#### [Material provided]
■ ■ ■ ■ ■

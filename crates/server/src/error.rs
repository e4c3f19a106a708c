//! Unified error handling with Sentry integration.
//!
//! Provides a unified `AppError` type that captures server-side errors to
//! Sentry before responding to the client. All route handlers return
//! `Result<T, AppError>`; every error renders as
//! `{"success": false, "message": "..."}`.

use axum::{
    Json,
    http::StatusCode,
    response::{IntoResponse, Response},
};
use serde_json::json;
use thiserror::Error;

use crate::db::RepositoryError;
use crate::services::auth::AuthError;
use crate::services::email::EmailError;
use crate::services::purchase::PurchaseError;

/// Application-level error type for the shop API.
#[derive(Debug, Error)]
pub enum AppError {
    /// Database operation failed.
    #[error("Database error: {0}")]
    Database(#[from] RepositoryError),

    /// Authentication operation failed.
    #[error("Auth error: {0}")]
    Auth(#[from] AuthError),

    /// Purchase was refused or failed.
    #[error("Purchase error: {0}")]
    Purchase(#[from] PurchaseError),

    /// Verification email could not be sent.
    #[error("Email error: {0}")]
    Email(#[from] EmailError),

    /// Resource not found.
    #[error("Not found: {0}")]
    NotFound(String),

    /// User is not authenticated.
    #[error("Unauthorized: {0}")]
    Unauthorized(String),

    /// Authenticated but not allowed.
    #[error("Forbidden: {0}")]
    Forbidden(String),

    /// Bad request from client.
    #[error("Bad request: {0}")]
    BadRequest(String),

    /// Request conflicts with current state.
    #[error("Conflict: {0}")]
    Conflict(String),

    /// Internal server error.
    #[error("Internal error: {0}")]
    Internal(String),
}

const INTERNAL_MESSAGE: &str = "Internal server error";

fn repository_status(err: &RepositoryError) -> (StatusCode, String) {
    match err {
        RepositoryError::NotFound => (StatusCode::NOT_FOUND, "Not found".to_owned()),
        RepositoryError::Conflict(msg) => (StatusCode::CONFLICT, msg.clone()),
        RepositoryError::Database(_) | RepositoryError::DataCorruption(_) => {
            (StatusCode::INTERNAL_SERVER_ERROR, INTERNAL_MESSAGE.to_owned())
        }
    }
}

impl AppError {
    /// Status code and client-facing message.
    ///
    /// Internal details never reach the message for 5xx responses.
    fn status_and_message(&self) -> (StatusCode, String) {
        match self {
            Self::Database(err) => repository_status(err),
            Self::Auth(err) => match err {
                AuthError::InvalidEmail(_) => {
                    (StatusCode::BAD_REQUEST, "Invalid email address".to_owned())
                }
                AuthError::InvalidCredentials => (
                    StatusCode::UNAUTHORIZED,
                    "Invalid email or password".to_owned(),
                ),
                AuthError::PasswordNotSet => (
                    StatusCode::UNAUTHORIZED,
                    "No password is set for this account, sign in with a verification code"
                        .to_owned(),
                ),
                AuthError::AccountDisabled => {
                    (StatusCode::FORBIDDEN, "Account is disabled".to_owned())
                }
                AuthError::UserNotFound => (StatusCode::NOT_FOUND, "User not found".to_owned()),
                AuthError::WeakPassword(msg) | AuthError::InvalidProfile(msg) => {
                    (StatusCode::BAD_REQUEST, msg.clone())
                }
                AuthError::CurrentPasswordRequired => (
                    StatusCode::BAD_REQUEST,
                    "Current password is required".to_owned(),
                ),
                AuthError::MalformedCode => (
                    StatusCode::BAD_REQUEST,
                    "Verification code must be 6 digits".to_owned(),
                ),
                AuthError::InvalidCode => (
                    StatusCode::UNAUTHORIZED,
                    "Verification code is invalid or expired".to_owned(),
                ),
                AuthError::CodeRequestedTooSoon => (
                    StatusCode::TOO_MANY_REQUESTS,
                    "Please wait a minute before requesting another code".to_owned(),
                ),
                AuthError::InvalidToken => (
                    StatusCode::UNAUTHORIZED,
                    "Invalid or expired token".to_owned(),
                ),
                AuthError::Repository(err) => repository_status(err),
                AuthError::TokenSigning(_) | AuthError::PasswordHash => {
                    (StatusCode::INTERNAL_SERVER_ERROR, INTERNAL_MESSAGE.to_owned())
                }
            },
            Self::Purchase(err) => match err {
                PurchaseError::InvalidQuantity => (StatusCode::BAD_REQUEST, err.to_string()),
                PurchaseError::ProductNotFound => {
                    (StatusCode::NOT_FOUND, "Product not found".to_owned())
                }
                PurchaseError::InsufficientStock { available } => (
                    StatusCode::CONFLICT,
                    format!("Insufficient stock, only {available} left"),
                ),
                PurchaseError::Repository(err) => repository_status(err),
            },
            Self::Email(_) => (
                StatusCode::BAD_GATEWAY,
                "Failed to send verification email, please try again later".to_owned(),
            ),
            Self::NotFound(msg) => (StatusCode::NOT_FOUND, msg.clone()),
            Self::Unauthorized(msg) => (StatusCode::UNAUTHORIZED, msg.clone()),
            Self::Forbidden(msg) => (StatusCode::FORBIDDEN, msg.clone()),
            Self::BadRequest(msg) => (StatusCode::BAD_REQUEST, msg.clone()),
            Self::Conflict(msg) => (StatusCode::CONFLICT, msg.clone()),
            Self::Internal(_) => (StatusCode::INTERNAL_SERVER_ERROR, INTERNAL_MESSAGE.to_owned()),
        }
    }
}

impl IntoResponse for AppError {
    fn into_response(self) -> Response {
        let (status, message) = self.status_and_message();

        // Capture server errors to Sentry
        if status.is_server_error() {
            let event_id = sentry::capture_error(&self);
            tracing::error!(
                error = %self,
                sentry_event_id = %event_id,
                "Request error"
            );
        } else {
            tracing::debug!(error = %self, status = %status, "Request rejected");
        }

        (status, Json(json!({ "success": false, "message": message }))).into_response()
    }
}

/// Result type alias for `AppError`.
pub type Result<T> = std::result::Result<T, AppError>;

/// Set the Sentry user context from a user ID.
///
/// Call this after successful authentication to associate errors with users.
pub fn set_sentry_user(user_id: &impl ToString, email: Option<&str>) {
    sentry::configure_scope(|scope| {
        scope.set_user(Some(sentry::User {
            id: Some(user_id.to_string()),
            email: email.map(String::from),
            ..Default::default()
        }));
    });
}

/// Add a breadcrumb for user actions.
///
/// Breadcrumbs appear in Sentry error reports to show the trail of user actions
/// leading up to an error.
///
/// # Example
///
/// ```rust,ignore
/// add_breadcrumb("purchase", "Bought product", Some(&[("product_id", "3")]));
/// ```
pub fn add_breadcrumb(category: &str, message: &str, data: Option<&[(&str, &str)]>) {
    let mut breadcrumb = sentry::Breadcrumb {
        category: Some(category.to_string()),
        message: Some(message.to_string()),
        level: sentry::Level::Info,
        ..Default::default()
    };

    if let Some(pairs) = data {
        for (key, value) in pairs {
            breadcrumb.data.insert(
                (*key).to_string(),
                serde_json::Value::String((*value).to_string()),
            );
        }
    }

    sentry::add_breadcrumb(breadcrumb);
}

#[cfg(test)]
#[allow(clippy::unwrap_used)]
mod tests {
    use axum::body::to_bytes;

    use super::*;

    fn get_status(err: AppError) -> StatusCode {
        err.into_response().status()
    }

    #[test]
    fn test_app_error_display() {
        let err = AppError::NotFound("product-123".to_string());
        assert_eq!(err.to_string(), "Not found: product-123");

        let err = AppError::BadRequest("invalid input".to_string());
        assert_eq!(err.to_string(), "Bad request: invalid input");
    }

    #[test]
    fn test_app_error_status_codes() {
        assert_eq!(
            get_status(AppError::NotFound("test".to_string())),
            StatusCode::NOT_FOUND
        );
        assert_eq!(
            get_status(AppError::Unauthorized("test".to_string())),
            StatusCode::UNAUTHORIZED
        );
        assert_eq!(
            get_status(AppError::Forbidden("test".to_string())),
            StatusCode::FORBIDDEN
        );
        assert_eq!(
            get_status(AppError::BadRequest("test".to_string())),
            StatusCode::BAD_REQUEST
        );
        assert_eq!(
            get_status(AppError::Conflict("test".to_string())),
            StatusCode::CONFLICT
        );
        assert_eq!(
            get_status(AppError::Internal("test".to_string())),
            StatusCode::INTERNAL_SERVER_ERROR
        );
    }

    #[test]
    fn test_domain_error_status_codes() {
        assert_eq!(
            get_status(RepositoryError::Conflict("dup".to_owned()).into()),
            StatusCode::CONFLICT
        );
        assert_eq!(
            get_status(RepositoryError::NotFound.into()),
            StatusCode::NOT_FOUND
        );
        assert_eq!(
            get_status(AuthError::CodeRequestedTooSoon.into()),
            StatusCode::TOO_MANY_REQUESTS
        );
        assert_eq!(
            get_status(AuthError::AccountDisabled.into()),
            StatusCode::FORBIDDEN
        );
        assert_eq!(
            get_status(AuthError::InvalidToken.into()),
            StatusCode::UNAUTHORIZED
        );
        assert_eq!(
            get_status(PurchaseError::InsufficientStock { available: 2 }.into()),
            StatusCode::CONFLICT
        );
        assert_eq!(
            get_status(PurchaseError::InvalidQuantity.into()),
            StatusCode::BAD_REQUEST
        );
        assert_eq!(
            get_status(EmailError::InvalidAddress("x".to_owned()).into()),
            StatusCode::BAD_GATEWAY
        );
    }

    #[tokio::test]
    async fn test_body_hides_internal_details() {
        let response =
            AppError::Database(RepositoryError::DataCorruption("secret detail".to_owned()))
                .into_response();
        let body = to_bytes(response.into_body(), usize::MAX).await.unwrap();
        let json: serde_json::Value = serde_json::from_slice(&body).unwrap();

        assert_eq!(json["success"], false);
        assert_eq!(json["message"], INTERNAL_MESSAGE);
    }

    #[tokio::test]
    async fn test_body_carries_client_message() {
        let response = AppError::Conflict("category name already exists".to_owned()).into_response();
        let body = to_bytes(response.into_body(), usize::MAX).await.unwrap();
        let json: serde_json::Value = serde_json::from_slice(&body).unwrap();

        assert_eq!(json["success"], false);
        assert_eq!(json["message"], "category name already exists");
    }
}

■ ■ ■ ■ ■

#### [Problem statement]
Determine how many lines of the listing contain the string "InsufficientStock", and give only the number.

#### [Result]
2